BADDHA KONASANA A & B

BADDHA KONASANA A & B

BADDHA KONASANA A & B

Posizione che fa parte della sequenza seduta della prima serie dell’ashtanga vinyasa yoga 

Vinyasa 7 Sapta

Inspiro, da Adho Mukha Svanasana salto avanti, stendo le gambe avanti in Dandasana. Portare i talloni il più possibile vicino all’inguine, piegando le ginocchia. I piedi uniti e con le piante che si toccano tra loro. Aprire i piedi all’esterno, con le mani, come se fossero un libro aperto. La schiena è dritta e lo sguardo al naso. 

Vinyasa 8 ashtàu

Espiro, piegare in avanti il busto portando il petto oltre i piedi e poggiare il mento sul tappetino (se possibile).
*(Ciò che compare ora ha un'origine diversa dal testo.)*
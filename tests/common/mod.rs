use std::sync::Once;

static LOGGER: Once = Once::new();

/// Installs a verbose log subscriber, once per test binary.
///
/// Router internals log through the `log` facade; the `tracing_subscriber`
/// fmt layer picks those records up, so test failures come with the full
/// admission and fanout history.
pub fn setup_test_environment() {
    LOGGER.call_once(|| {
        tracing_subscriber::fmt()
            .compact()
            .with_max_level(tracing_core::Level::DEBUG)
            .with_target(true)
            .with_thread_ids(true)
            .init();
    });
}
I talloni si possono allontanare tra loro quando si piega il busto in avanti. 

Restare 5 respiri in Baddha Konasana A.

Vinyasa 9 nava

Inspiro, sollevare il busto in su.

Vinyasa 10 Dasha

Espiro, portare la sommità della testa sopra ai piedi facendo una curva con la colonna.
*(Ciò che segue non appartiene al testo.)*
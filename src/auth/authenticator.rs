use anyhow::Result;
use async_trait::async_trait;
use futures_util::lock::Mutex;

use crate::{
    auth::identity::Identity,
    core::{
        error::InteractionError,
        hash::HashMap,
        types::Dictionary,
    },
    message::message::{
        AuthenticateMessage,
        ChallengeMessage,
    },
};

/// Module for authenticating peers joining a realm.
///
/// A realm may hold several authenticators for different methods; the one
/// matching a method advertised in the peer's HELLO details runs a single
/// CHALLENGE/AUTHENTICATE round trip.
#[async_trait]
pub trait Authenticator: Send + Sync {
    /// Authentication method, as advertised in `authmethods`.
    fn auth_method(&self) -> &str;

    /// Generates the authentication challenge from the peer's HELLO details.
    async fn challenge(&self, details: &Dictionary) -> Result<ChallengeMessage>;

    /// Authenticates the peer's response to the challenge.
    async fn authenticate(&self, message: &AuthenticateMessage) -> Result<Identity>;
}

/// Ticket-based authenticator: the peer proves its identity by presenting the
/// static ticket stored for its authentication ID.
pub struct TicketAuthenticator {
    tickets: HashMap<String, String>,
    pending: Mutex<Option<String>>,
}

impl TicketAuthenticator {
    /// Creates an authenticator over a static authid-to-ticket table.
    pub fn new<I, S, T>(tickets: I) -> Self
    where
        I: IntoIterator<Item = (S, T)>,
        S: Into<String>,
        T: Into<String>,
    {
        Self {
            tickets: tickets
                .into_iter()
                .map(|(id, ticket)| (id.into(), ticket.into()))
                .collect(),
            pending: Mutex::new(None),
        }
    }
}

#[async_trait]
impl Authenticator for TicketAuthenticator {
    fn auth_method(&self) -> &str {
        "ticket"
    }

    async fn challenge(&self, details: &Dictionary) -> Result<ChallengeMessage> {
        let id = details
            .get("authid")
            .and_then(|val| val.string())
            .ok_or_else(|| {
                InteractionError::AuthorizationFailed("missing authid".to_owned())
            })?;
        if !self.tickets.contains_key(id) {
            return Err(
                InteractionError::AuthorizationFailed(format!("no such principal: {id}")).into(),
            );
        }
        *self.pending.lock().await = Some(id.to_owned());
        Ok(ChallengeMessage {
            auth_method: self.auth_method().to_owned(),
            extra: Dictionary::default(),
        })
    }

    async fn authenticate(&self, message: &AuthenticateMessage) -> Result<Identity> {
        let pending = self.pending.lock().await;
        let id = pending.as_ref().ok_or_else(|| {
            InteractionError::AuthorizationFailed("no pending challenge".to_owned())
        })?;
        match self.tickets.get(id) {
            Some(ticket) if *ticket == message.signature => Ok(Identity {
                id: id.clone(),
                role: "user".to_owned(),
            }),
            _ => Err(InteractionError::AuthorizationFailed("bad ticket".to_owned()).into()),
        }
    }
}

#[cfg(test)]
mod authenticator_test {
    use crate::{
        auth::{
            authenticator::{
                Authenticator,
                TicketAuthenticator,
            },
            identity::Identity,
        },
        core::{
            error::InteractionError,
            types::{
                Dictionary,
                Value,
            },
        },
        message::message::AuthenticateMessage,
    };

    fn hello_details(authid: &str) -> Dictionary {
        Dictionary::from_iter([("authid".to_owned(), Value::from(authid))])
    }

    #[tokio::test]
    async fn authenticates_matching_ticket() {
        let authenticator = TicketAuthenticator::new([("user", "password123!")]);
        assert_matches::assert_matches!(
            authenticator.challenge(&hello_details("user")).await,
            Ok(challenge) => {
                assert_eq!(challenge.auth_method, "ticket");
            }
        );
        assert_matches::assert_matches!(
            authenticator
                .authenticate(&AuthenticateMessage {
                    signature: "password123!".to_owned(),
                    extra: Dictionary::default(),
                })
                .await,
            Ok(identity) => {
                assert_eq!(identity, Identity {
                    id: "user".to_owned(),
                    role: "user".to_owned(),
                });
            }
        );
    }

    #[tokio::test]
    async fn rejects_bad_ticket() {
        let authenticator = TicketAuthenticator::new([("user", "password123!")]);
        assert_matches::assert_matches!(
            authenticator.challenge(&hello_details("user")).await,
            Ok(_)
        );
        assert_matches::assert_matches!(
            authenticator
                .authenticate(&AuthenticateMessage {
                    signature: "wrong".to_owned(),
                    extra: Dictionary::default(),
                })
                .await,
            Err(err) => {
                assert_matches::assert_matches!(
                    err.downcast::<InteractionError>(),
                    Ok(InteractionError::AuthorizationFailed(_))
                );
            }
        );
    }

    #[tokio::test]
    async fn rejects_unknown_principal() {
        let authenticator = TicketAuthenticator::new([("user", "password123!")]);
        assert_matches::assert_matches!(
            authenticator.challenge(&hello_details("another")).await,
            Err(err) => {
                assert_matches::assert_matches!(
                    err.downcast::<InteractionError>(),
                    Ok(InteractionError::AuthorizationFailed(_))
                );
            }
        );
    }
}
Restare 5 respiri in Baddha Konasana B

Vinyasa 11 Ekadàsha

Inspiro ritorno su con il busto

Espiro rilascio la posizione

Vinyasa 12 Dvadàsha

Inspiro sollevo il corpo.

Vinyasa 13 Trayòdasha

Espiro, Chaturanga Dandasana

Vinyasa 14 Chadùrdasha

Inspiro Urdhva Mukha Svanasana

Vinyasa 15 Pànchadasha

espiro Adho Mukha Svanasana

ANATOMIA E TECNICA

  • Per aprire i piedi a libro: mettere i pollici sotto gli alluci e aprire i piedi come se volessimo aprire un libro.
  • Le cosce ruotano medialmente come in Janu Shirsasana A
  • Per abbassare le ginocchia verso il tappetino, attivare gli abduttori (Gluteo piccolo e medio, Tensore della fascia lata).
  • Il femore deve ruotare medialmente per  svolgere la stessa azione della tibia che proteggerà l’articolazione del ginocchio. Quindi la tibia ruoterà in avanti fino a che il suo bordo toccherà il tappetino.
  • Ricordarsi che i muscoli adduttori devono essere rilassati una volta piegato il ginocchio in posizione di mezzo loto, in Janu Shirsasana e Baddha Konasana, loti. Tenere rilassati  gli adduttori serve proteggere le ginocchia, a non bloccare l’articolazione dell’anca in modo da  poter liberamente scendere giù con il busto.
  • Per tenere la la colonna dritta: bacino anteroverso, allungare la colonna in alto mentre gli ischi spingono in basso. Le spalle sono lontane dalle orecchie. 
  • Per il piegamento in avanti: attivare gli addominali bassi, portare il avanti  il petto e il alto, portare indietro le scapole. Gli ischi spingono in basso. I gomiti spingono sulle cosce. Alcuni mettono i gomiti vicino al busto, altri li  hanno portati all’esterno vicino la tibia.
  • Se ci si accorge che, durante il piegamento in avanti, i glutei si sollevano, spingere i talloni contro gli addominali perchè ciò aiuta a mantenere gli ischi sul tappetino.
  • Il gracile è un muscolo che in questa posizione si può strappare facilmente.

BENEFICI

  • Migliora le emorroidi migliorando la circolazione, come dichiarato da Vamana Rishi.
  • Rinforzai muscoli della colonna.
  • Rilassa e allunga i muscoli delle cosce.
  • Allevia la stanchezza accumulata nelle cosce dopo la pratica delle posizioni in piedi e quelle sedute precedenti Baddha konasana
  • Aumenta la flessibilità delle articolazioni come caviglie, ginocchia, bacino.
  • Baddha Konasana A allenta i muscoli del pavimento pelvico per cui è indicata in gravidanza.
  • Stimola Muladhara e Svadhistana chakra

CONTROINDICAZIONI

  • Problemi alle articolazioni e stiramenti al Gracile ed Adduttori.